Monday, March 24, 2025

Hands on LLM training

Here are a collection of tips on tuning LLMs. A lot of these comments are taken from the Unsloth discord server.

What is Unsloth

Unsloth is a Python library that allows you to fine tune models without using silly amounts of compute. It does this by using smaller numeric precision.
"Almost everyone here is doing load_in_4bit. You load the model as a (dynamically) quantized 4bit version, then create an (uninitialized) bf16 QLoRA train said QLoRA merge the QLoRA onto the quantized model, generating an fp16 or bf16 model (up-quantized). [Optionally,] quantize it back down to your desired level" [Discord]
"LORAs are always fp16" [Discord]

AWQ is Activation-aware Weight Quantization "preserves a small fraction of the weights that are important for LLM performance to compress a model to 4-bits" HuggingFace.

Models

What size model can I fit into my GPU's VRAM?
A "safe bet would be to divide by 1.5 - 2x your total available memory (ram + vram) to get the B parameters vram / 1.5 or 2 to get the active params, so for example, I have 8gb vram i can load a 8b 4bit quantized model directly onto my gpu because of its relatively small approx 4-5gb vram footprint." [Discord]
This sentiment seems popular at the moment:

Mistral Small 2501

Hyperparameters

You want a rank "that is large enough to imitate the writing style and copy the knowledge from our instruction samples. You can increase this value to 64 or 128 if your results are underwhelming.

"The importance of the reference model is directly controlled via a beta parameter between 0 and 1. The reference model is ignored when beta is equal to 0, which means that the trained model can be very different from the SFT one. In practice, a value of 0.1 is the most popular one, but this can be tweaked" 
LLM Engineering Handbook

In the event that you're not "able to achieve consistently accurate answers to my questions... the model's responses are sometimes correct and sometimes incorrect, even for questions directly from the fine-tuning dataset", the advice is:
"You may want to up the rank and the alpha
Rank = how many weights it effects. Alpha is how strong they are effected. PEFT only effects the last few layers" [Discord]
(PEFT is Parameter Efficient Fine Tuning. LORA is just one of these methodologies.)
"Alpha should at least equal to the rank number, and rank should be bigger for smaller models/more complex datasets; it usually is between 4 and 64." [Discord]
Batchsize takes up a lot of VRAM so if you are having OOMs, choose smaller batches. This will mean training takes longer. To counter this, you can increase the of the gradient accumulation. This in effect batches the batches and writes back deltas to the matrix less often.

Data

Data makes or breaks an LLM.An old hand who goes by the name MrDragonFox on Discord has 
"Most problems are really in the data it self has to be prepped. 80% of the work is there" [Discord]
"You will need good data. ML 101: garbage in, garbage out. That is a science it it self." [Discord]
"Over 80% of the moat is in the data - once you have that - you can start with experimenting" [Discord]
It's a view echoed in LLM Engineer's Handbook: "In most use cases, creating an instruction dataset is the most difficult part of the fine-tuning process."

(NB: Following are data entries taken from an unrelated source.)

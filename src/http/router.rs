use std::sync::Arc;

use axum::Router;
use axum::routing::{get, post};
use tower_http::cors::{Any, CorsLayer};
use tower_http::trace::TraceLayer;

use super::handlers::{self, AppState};

/// Build the API router with all routes and middleware.
pub fn build_router(state: Arc<AppState>) -> Router {
    // The frontend is served from another origin; allow everything
    let cors = CorsLayer::new()
        .allow_origin(Any)
        .allow_methods(Any)
        .allow_headers(Any);

    Router::new()
        .route("/chat", post(handlers::chat))
        .route("/users", post(handlers::create_user))
        .route(
            "/users/{clerk_id}",
            get(handlers::get_user).patch(handlers::update_user),
        )
        .route("/health", get(health_check))
        .layer(cors)
        .layer(TraceLayer::new_for_http())
        .with_state(state)
}

/// GET /health - Simple health check endpoint.
async fn health_check() -> axum::Json<serde_json::Value> {
    axum::Json(serde_json::json!({
        "status": "ok",
        "version": env!("CARGO_PKG_VERSION"),
    }))
}
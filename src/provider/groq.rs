use reqwest::Client;
use serde_json::json;
use tracing::debug;

use super::types::*;

const GROQ_API_URL: &str = "https://api.groq.com/openai/v1/chat/completions";

/// Client for Groq's OpenAI-compatible chat-completions endpoint.
/// Configuration-bound and stateless per call; one instance is built at
/// startup and shared across requests.
pub struct GroqProvider {
    client: Client,
    api_key: String,
    model: String,
}

impl GroqProvider {
    pub fn new(api_key: String, model: String) -> Self {
        Self {
            client: Client::new(),
            api_key,
            model,
        }
    }

    pub async fn complete(&self, messages: &[Message]) -> Result<String, ProviderError> {
        let body = json!({
            "model": self.model,
            "temperature": 0.7,
            "messages": messages,
        });

        debug!("Groq API request: model={}", self.model);

        let resp = self
            .client
            .post(GROQ_API_URL)
            .bearer_auth(&self.api_key)
            .header("content-type", "application/json")
            .json(&body)
            .send()
            .await
            .map_err(|e| ProviderError::RequestError(e.to_string()))?;

        let status = resp.status();
        if status == reqwest::StatusCode::TOO_MANY_REQUESTS {
            return Err(ProviderError::RateLimited);
        }
        if status == reqwest::StatusCode::UNAUTHORIZED {
            return Err(ProviderError::AuthError("Invalid API key".into()));
        }
        if !status.is_success() {
            let text = resp.text().await.unwrap_or_default();
            return Err(ProviderError::RequestError(format!("HTTP {status}: {text}")));
        }

        let body: serde_json::Value = resp
            .json()
            .await
            .map_err(|e| ProviderError::ParseError(e.to_string()))?;

        parse_completion(&body)
    }
}

/// Pull the assistant text out of an OpenAI-style completion body.
fn parse_completion(body: &serde_json::Value) -> Result<String, ProviderError> {
    body["choices"][0]["message"]["content"]
        .as_str()
        .map(str::to_string)
        .ok_or_else(|| ProviderError::ParseError("missing message content in completion".into()))
}

impl super::ChatModel for GroqProvider {
    fn name(&self) -> &str {
        "groq"
    }

    fn chat<'a>(
        &'a self,
        messages: &'a [Message],
    ) -> std::pin::Pin<
        Box<dyn std::future::Future<Output = Result<String, ProviderError>> + Send + 'a>,
    > {
        Box::pin(self.complete(messages))
    }
}

#[cfg(test)]
mod tests {
    use super::*;

    #[test]
    fn parses_completion_content() {
        let body = json!({
            "id": "chatcmpl-123",
            "choices": [{
                "index": 0,
                "message": { "role": "assistant", "content": "Rest and fluids." },
                "finish_reason": "stop"
            }],
            "usage": { "prompt_tokens": 40, "completion_tokens": 8 }
        });

        assert_eq!(parse_completion(&body).unwrap(), "Rest and fluids.");
    }

    #[test]
    fn missing_content_is_a_parse_error() {
        let body = json!({ "choices": [] });
        assert!(matches!(
            parse_completion(&body),
            Err(ProviderError::ParseError(_))
        ));
    }

    #[test]
    fn messages_serialize_with_lowercase_roles() {
        let turns = [Message::system("rules"), Message::user("hi")];
        let v = serde_json::to_value(turns).unwrap();
        assert_eq!(v[0]["role"], "system");
        assert_eq!(v[1]["role"], "user");
        assert_eq!(v[1]["content"], "hi");
    }
}
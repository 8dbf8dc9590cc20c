use std::sync::Arc;

use axum::Json;
use axum::extract::{Path, State};
use axum::http::StatusCode;
use serde::{Deserialize, Serialize};
use tracing::info;

use crate::db::{Database, NewProfile, ProfileUpdate, StoreError, UserProfile};
use crate::prompt;
use crate::provider::{ChatModel, Message};

use super::error::AppError;

/// Shared application state. The database and the model client are built
/// once at startup; both are safe to share across concurrent requests.
pub struct AppState {
    pub db: Database,
    pub model: Arc<dyn ChatModel>,
}

#[derive(Debug, Deserialize)]
pub struct ChatRequest {
    pub message: String,
    pub user_id: Option<String>,
}

#[derive(Debug, Serialize)]
pub struct ChatResponse {
    pub response: String,
}

/// POST /chat - Answer one message, optionally personalized, and log the
/// exchange for identified callers.
pub async fn chat(
    State(state): State<Arc<AppState>>,
    Json(req): Json<ChatRequest>,
) -> Result<Json<ChatResponse>, AppError> {
    // A lookup miss is not an error: it degrades to no personalization
    let profile = match &req.user_id {
        Some(clerk_id) => match state.db.get_user(clerk_id) {
            Ok(profile) => Some(profile),
            Err(StoreError::NotFound) => None,
            Err(e) => return Err(e.into()),
        },
        None => None,
    };

    let context = profile
        .as_ref()
        .map(prompt::patient_context)
        .unwrap_or_default();
    let system_prompt = prompt::build_system_prompt(&context);

    let messages = [Message::system(system_prompt), Message::user(&req.message)];
    let response = state.model.chat(&messages).await?;

    if let Some(profile) = &profile {
        state.db.append_chat(profile.id, &req.message, &response)?;
        info!("Chat logged for user #{}", profile.id);
    }

    Ok(Json(ChatResponse { response }))
}

/// GET /users/{clerk_id}
pub async fn get_user(
    State(state): State<Arc<AppState>>,
    Path(clerk_id): Path<String>,
) -> Result<Json<UserProfile>, AppError> {
    Ok(Json(state.db.get_user(&clerk_id)?))
}

/// POST /users - 201 on success, 400 if the clerk id is already registered.
pub async fn create_user(
    State(state): State<Arc<AppState>>,
    Json(body): Json<NewProfile>,
) -> Result<(StatusCode, Json<UserProfile>), AppError> {
    let profile = state.db.create_user(&body)?;
    Ok((StatusCode::CREATED, Json(profile)))
}

/// PATCH /users/{clerk_id} - Partial update; absent fields stay untouched.
pub async fn update_user(
    State(state): State<Arc<AppState>>,
    Path(clerk_id): Path<String>,
    Json(body): Json<ProfileUpdate>,
) -> Result<Json<UserProfile>, AppError> {
    Ok(Json(state.db.update_user(&clerk_id, &body)?))
}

Cleaning the data is essential:
"Avoid abbreviations if you can. As a general rule, you shouldn't expect [a] model to understand and be able to do a task a human with the same context would be unable to accomplish" - etrotta, Discord
But quantity is not quality. In general, "if I have 30k samples (user-assistant), will finetuning a base or instruct model result in a strictly better model?"
"No. Fine tuning can worsen the model's performance if your data is bad or poorly formatted. Even if the data is good, it could cause the model to 'forget' things outside of the dataset you used to fine tune it (although that is a bit less likely with LoRA). Fine tuning will make the outputs closer to whatever you trained it on. For it to make a better model, "whatever you trained it on" must be better than what it's currently responding and follow the same structure you will use later." [Discord]
Overfitting and underfitting

What causes loss to make a staircase pattern when hitting a new epoch?"
"It's very normal, it's overfitting" [Discord]

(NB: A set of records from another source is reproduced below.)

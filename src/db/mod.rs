use chrono::{DateTime, Utc};
use rusqlite::{Connection, OptionalExtension, params};
use serde::{Deserialize, Serialize};
use std::sync::Mutex;
use tracing::info;

#[derive(Debug, thiserror::Error)]
pub enum StoreError {
    #[error("User not found")]
    NotFound,
    #[error("User already exists")]
    Conflict,
    #[error("Database error: {0}")]
    Sqlite(#[from] rusqlite::Error),
}

/// A persisted user profile, as stored and as serialized on the wire.
/// `past_illnesses` goes out camelCase for historical API compatibility.
#[derive(Debug, Clone, Serialize)]
pub struct UserProfile {
    pub id: i64,
    pub clerk_id: String,
    pub name: String,
    pub email: String,
    pub age: i64,
    pub gender: String,
    #[serde(rename = "pastIllnesses")]
    pub past_illnesses: Option<String>,
    pub created_at: DateTime<Utc>,
}

#[derive(Debug, Clone, Deserialize)]
pub struct NewProfile {
    pub clerk_id: String,
    pub name: String,
    pub email: String,
    pub age: i64,
    pub gender: String,
    pub past_illnesses: Option<String>,
}

/// Partial update: only `Some` fields are written.
#[derive(Debug, Clone, Default, Deserialize)]
pub struct ProfileUpdate {
    pub name: Option<String>,
    pub age: Option<i64>,
    pub gender: Option<String>,
    pub past_illnesses: Option<String>,
}

pub struct Database {
    conn: Mutex<Connection>,
}

impl Database {
    pub fn open(path: &str) -> Result<Self, rusqlite::Error> {
        let conn = Connection::open(path)?;

        conn.execute_batch("PRAGMA journal_mode=WAL; PRAGMA busy_timeout=5000;")?;

        // Users table
        conn.execute_batch(
            "CREATE TABLE IF NOT EXISTS users (
                id INTEGER PRIMARY KEY AUTOINCREMENT,
                clerk_id TEXT NOT NULL UNIQUE,
                name TEXT NOT NULL,
                email TEXT NOT NULL UNIQUE,
                age INTEGER NOT NULL,
                gender TEXT NOT NULL,
                past_illnesses TEXT,
                created_at TEXT NOT NULL
            );
            ",
        )?;

        // Chat history table (append-only)
        conn.execute_batch(
            "CREATE TABLE IF NOT EXISTS chat_history (
                id INTEGER PRIMARY KEY AUTOINCREMENT,
                user_id INTEGER NOT NULL REFERENCES users(id),
                message TEXT NOT NULL,
                response TEXT NOT NULL,
                created_at TEXT NOT NULL
            );

            CREATE INDEX IF NOT EXISTS chat_history_user_id ON chat_history(user_id);
            ",
        )?;

        info!("Database initialized: {path}");
        Ok(Self {
            conn: Mutex::new(conn),
        })
    }

    // --- Profiles ---

    pub fn create_user(&self, new: &NewProfile) -> Result<UserProfile, StoreError> {
        let conn = self.conn.lock().unwrap();

        let existing: Option<i64> = conn
            .query_row(
                "SELECT id FROM users WHERE clerk_id = ?1",
                params![new.clerk_id],
                |row| row.get(0),
            )
            .optional()?;
        if existing.is_some() {
            return Err(StoreError::Conflict);
        }

        conn.execute(
            "INSERT INTO users (clerk_id, name, email, age, gender, past_illnesses, created_at)
             VALUES (?1, ?2, ?3, ?4, ?5, ?6, ?7)",
            params![
                new.clerk_id,
                new.name,
                new.email,
                new.age,
                new.gender,
                new.past_illnesses,
                Utc::now(),
            ],
        )
        .map_err(|e| match e {
            // Duplicate email trips the UNIQUE constraint
            rusqlite::Error::SqliteFailure(err, _)
                if err.code == rusqlite::ErrorCode::ConstraintViolation =>
            {
                StoreError::Conflict
            }
            e => StoreError::Sqlite(e),
        })?;

        let id = conn.last_insert_rowid();
        info!("Created user profile #{id} (clerk_id: {})", new.clerk_id);

        conn.query_row(
            "SELECT id, clerk_id, name, email, age, gender, past_illnesses, created_at
             FROM users WHERE id = ?1",
            params![id],
            profile_from_row,
        )
        .map_err(StoreError::Sqlite)
    }

    pub fn get_user(&self, clerk_id: &str) -> Result<UserProfile, StoreError> {
        let conn = self.conn.lock().unwrap();
        get_user_on(&conn, clerk_id)
    }

    pub fn update_user(
        &self,
        clerk_id: &str,
        update: &ProfileUpdate,
    ) -> Result<UserProfile, StoreError> {
        let conn = self.conn.lock().unwrap();

        let mut sets: Vec<&str> = Vec::new();
        let mut values: Vec<Box<dyn rusqlite::types::ToSql>> = Vec::new();
        if let Some(name) = &update.name {
            sets.push("name = ?");
            values.push(Box::new(name.clone()));
        }
        if let Some(age) = update.age {
            sets.push("age = ?");
            values.push(Box::new(age));
        }
        if let Some(gender) = &update.gender {
            sets.push("gender = ?");
            values.push(Box::new(gender.clone()));
        }
        if let Some(past_illnesses) = &update.past_illnesses {
            sets.push("past_illnesses = ?");
            values.push(Box::new(past_illnesses.clone()));
        }

        if !sets.is_empty() {
            let sql = format!("UPDATE users SET {} WHERE clerk_id = ?", sets.join(", "));
            values.push(Box::new(clerk_id.to_string()));
            let params_refs: Vec<&dyn rusqlite::types::ToSql> =
                values.iter().map(|b| b.as_ref()).collect();
            let affected = conn.execute(&sql, params_refs.as_slice())?;
            if affected == 0 {
                return Err(StoreError::NotFound);
            }
        }

        // Empty update still has to distinguish "unchanged" from "missing"
        get_user_on(&conn, clerk_id)
    }

    // --- Chat history ---

    /// Append one message/response exchange to the log. Append-only;
    /// nothing in this service ever updates or deletes these rows.
    pub fn append_chat(
        &self,
        user_id: i64,
        message: &str,
        response: &str,
    ) -> Result<(), StoreError> {
        let conn = self.conn.lock().unwrap();
        conn.execute(
            "INSERT INTO chat_history (user_id, message, response, created_at)
             VALUES (?1, ?2, ?3, ?4)",
            params![user_id, message, response, Utc::now()],
        )?;
        Ok(())
    }

    #[cfg(test)]
    pub(crate) fn chat_log(&self, user_id: i64) -> Vec<(String, String)> {
        let conn = self.conn.lock().unwrap();
        conn.prepare(
            "SELECT message, response FROM chat_history WHERE user_id = ?1 ORDER BY id",
        )
        .and_then(|mut stmt| {
            let rows = stmt.query_map(params![user_id], |row| Ok((row.get(0)?, row.get(1)?)))?;
            rows.collect()
        })
        .unwrap_or_default()
    }

    #[cfg(test)]
    pub(crate) fn chat_log_len(&self) -> i64 {
        let conn = self.conn.lock().unwrap();
        conn.query_row("SELECT COUNT(*) FROM chat_history", [], |row| row.get(0))
            .unwrap_or(0)
    }
}

fn get_user_on(conn: &Connection, clerk_id: &str) -> Result<UserProfile, StoreError> {
    conn.query_row(
        "SELECT id, clerk_id, name, email, age, gender, past_illnesses, created_at
         FROM users WHERE clerk_id = ?1",
        params![clerk_id],
        profile_from_row,
    )
    .map_err(|e| match e {
        rusqlite::Error::QueryReturnedNoRows => StoreError::NotFound,
        e => StoreError::Sqlite(e),
    })
}

fn profile_from_row(row: &rusqlite::Row) -> rusqlite::Result<UserProfile> {
    Ok(UserProfile {
        id: row.get(0)?,
        clerk_id: row.get(1)?,
        name: row.get(2)?,
        email: row.get(3)?,
        age: row.get(4)?,
        gender: row.get(5)?,
        past_illnesses: row.get(6)?,
        created_at: row.get(7)?,
    })
}

#[cfg(test)]
mod tests {
    use super::*;

    fn test_db() -> Database {
        let dir = tempfile::tempdir().unwrap();
        let path = dir.path().join("test.db");
        // Leak tempdir so it lives for the test
        std::mem::forget(dir);
        Database::open(path.to_str().unwrap()).unwrap()
    }

    fn ann() -> NewProfile {
        NewProfile {
            clerk_id: "u1".into(),
            name: "Ann".into(),
            email: "a@x.com".into(),
            age: 30,
            gender: "F".into(),
            past_illnesses: None,
        }
    }

    #[test]
    fn create_echoes_input_with_generated_fields() {
        let db = test_db();
        let profile = db.create_user(&ann()).unwrap();

        assert!(profile.id > 0);
        assert_eq!(profile.clerk_id, "u1");
        assert_eq!(profile.name, "Ann");
        assert_eq!(profile.email, "a@x.com");
        assert_eq!(profile.age, 30);
        assert_eq!(profile.gender, "F");
        assert_eq!(profile.past_illnesses, None);
        assert!(profile.created_at <= Utc::now());
    }

    #[test]
    fn duplicate_clerk_id_conflicts_and_leaves_original() {
        let db = test_db();
        db.create_user(&ann()).unwrap();

        let mut dup = ann();
        dup.name = "Other".into();
        dup.email = "other@x.com".into();
        assert!(matches!(db.create_user(&dup), Err(StoreError::Conflict)));

        let stored = db.get_user("u1").unwrap();
        assert_eq!(stored.name, "Ann");
        assert_eq!(stored.email, "a@x.com");
    }

    #[test]
    fn duplicate_email_conflicts() {
        let db = test_db();
        db.create_user(&ann()).unwrap();

        let mut dup = ann();
        dup.clerk_id = "u2".into();
        assert!(matches!(db.create_user(&dup), Err(StoreError::Conflict)));
    }

    #[test]
    fn get_missing_is_not_found() {
        let db = test_db();
        assert!(matches!(db.get_user("ghost"), Err(StoreError::NotFound)));
    }

    #[test]
    fn update_missing_is_not_found() {
        let db = test_db();
        let update = ProfileUpdate {
            age: Some(31),
            ..Default::default()
        };
        assert!(matches!(
            db.update_user("ghost", &update),
            Err(StoreError::NotFound)
        ));
    }

    #[test]
    fn partial_update_changes_only_given_fields() {
        let db = test_db();
        let created = db.create_user(&ann()).unwrap();

        let update = ProfileUpdate {
            age: Some(31),
            past_illnesses: Some("asthma".into()),
            ..Default::default()
        };
        let updated = db.update_user("u1", &update).unwrap();

        assert_eq!(updated.age, 31);
        assert_eq!(updated.past_illnesses.as_deref(), Some("asthma"));
        assert_eq!(updated.name, "Ann");
        assert_eq!(updated.gender, "F");
        assert_eq!(updated.email, "a@x.com");
        assert_eq!(updated.id, created.id);
        assert_eq!(updated.created_at, created.created_at);
    }

    #[test]
    fn empty_update_leaves_everything_unchanged() {
        let db = test_db();
        let created = db.create_user(&ann()).unwrap();

        let updated = db.update_user("u1", &ProfileUpdate::default()).unwrap();

        assert_eq!(updated.name, created.name);
        assert_eq!(updated.age, created.age);
        assert_eq!(updated.gender, created.gender);
        assert_eq!(updated.past_illnesses, created.past_illnesses);
    }

    #[test]
    fn append_chat_is_append_only() {
        let db = test_db();
        let profile = db.create_user(&ann()).unwrap();

        db.append_chat(profile.id, "What causes a fever?", "Many things.")
            .unwrap();
        db.append_chat(profile.id, "And chills?", "Often the same.")
            .unwrap();

        let log = db.chat_log(profile.id);
        assert_eq!(log.len(), 2);
        assert_eq!(log[0].0, "What causes a fever?");
        assert_eq!(log[0].1, "Many things.");
        assert_eq!(log[1].0, "And chills?");
    }

    #[test]
    fn open_bootstrap_is_idempotent() {
        let dir = tempfile::tempdir().unwrap();
        let path = dir.path().join("reopen.db");
        let path = path.to_str().unwrap();

        {
            let db = Database::open(path).unwrap();
            db.create_user(&ann()).unwrap();
        }

        // Reopening must not clobber existing rows
        let db = Database::open(path).unwrap();
        assert_eq!(db.get_user("u1").unwrap().name, "Ann");
    }
}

"Underfitting is probably seen more often as a common phenomenon where a low rank model fails to generalize due to a lack of learnable params
"Generally speaking you are looking for a smooth descent of loss and a gradual convergence of around 0.5. Making data more diverse and novel compared to what the model has seen already is good to combat overfitting and reducing LR/epochs can help" [Discord]
Increasing rank and alpha should be included here.

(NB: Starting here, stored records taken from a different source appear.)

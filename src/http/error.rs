//! Error type mapping domain failures to HTTP status codes.

use axum::Json;
use axum::http::StatusCode;
use axum::response::{IntoResponse, Response};
use serde_json::json;

use crate::db::StoreError;
use crate::provider::ProviderError;

#[derive(Debug)]
pub enum AppError {
    Store(StoreError),
    Provider(ProviderError),
}

impl From<StoreError> for AppError {
    fn from(e: StoreError) -> Self {
        AppError::Store(e)
    }
}

impl From<ProviderError> for AppError {
    fn from(e: ProviderError) -> Self {
        AppError::Provider(e)
    }
}

impl IntoResponse for AppError {
    fn into_response(self) -> Response {
        let (status, message) = match &self {
            AppError::Store(StoreError::NotFound) => {
                (StatusCode::NOT_FOUND, "User not found".to_string())
            }
            // Duplicate registration surfaces as 400, matching the
            // contract the frontend was built against
            AppError::Store(StoreError::Conflict) => {
                (StatusCode::BAD_REQUEST, "User already exists".to_string())
            }
            AppError::Store(e) => (StatusCode::INTERNAL_SERVER_ERROR, e.to_string()),
            AppError::Provider(e) => (StatusCode::INTERNAL_SERVER_ERROR, e.to_string()),
        };

        if status.is_server_error() {
            tracing::error!("Request failed: {message}");
        }

        (status, Json(json!({ "error": message }))).into_response()
    }
}
use crate::db::UserProfile;

/// Fixed system instruction for the advisory endpoint. The patient context
/// line, when present, is appended at the end.
const BASE_PROMPT: &str = "\
You are a medical advisor chatbot. Your role is to provide general health information and guidance.

Rules:
- You may greet the user and introduce yourself the first time, but do not greet on every message.
- Strictly answer only medical questions; politely refuse anything else.
- Do not make definitive diagnoses.
- Always recommend consulting a healthcare professional for specific medical advice.
- Provide evidence-based information and be clear about your limitations.
- Focus on general wellness and preventive care.";

/// One-line personalization summary derived from a profile.
pub fn patient_context(profile: &UserProfile) -> String {
    format!(
        "Patient Context: Age: {}, Gender: {}, Medical History: {}",
        profile.age,
        profile.gender,
        profile.past_illnesses.as_deref().unwrap_or("None"),
    )
}

/// Build the full system prompt, appending the patient context when present.
pub fn build_system_prompt(context: &str) -> String {
    let mut prompt = BASE_PROMPT.to_string();
    if !context.is_empty() {
        prompt.push_str("\n\n");
        prompt.push_str(context);
    }
    prompt
}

Apparently this does not apply to RSLoRA (Rank Stabilisation LoRA) which addresses training instability and performance degradation issues that can arise in low-rank adaptation methods when fine-tuning on complex datasets..
"I think for RSLoRA, alpha is sqrt(hidden_size), not sqrt(r) as claimed in the blog post. You can have whatever LoRA size (rank) you want for GRPO, with or without RS. But note that for GRPO it's usually a good idea to have max_grad_norm=0.1 (or some other low value) because GRPO models tend to go insane if you overcook them. It's always either a=r or a=sqrt(hidden_size) if use_rslora=True"
If a fine tuned model doesn't zero shot a relatively simple question it was trained it on, you "might need more examples or deeper rank" [Discord]

Wednesday, March 19, 2025

Storage on Kubernetes Part 1

... is not easy. And it appears I'm not the only one to think so.
"Storage is hard. Fast, reliable storage is really hard" - Hubt on Discord
These are some notes I made while trying to set up a Kubernetes home lab on spare hardware.
 
K8s approach to Storage

Once more, K8s delegates to containers to manage storage.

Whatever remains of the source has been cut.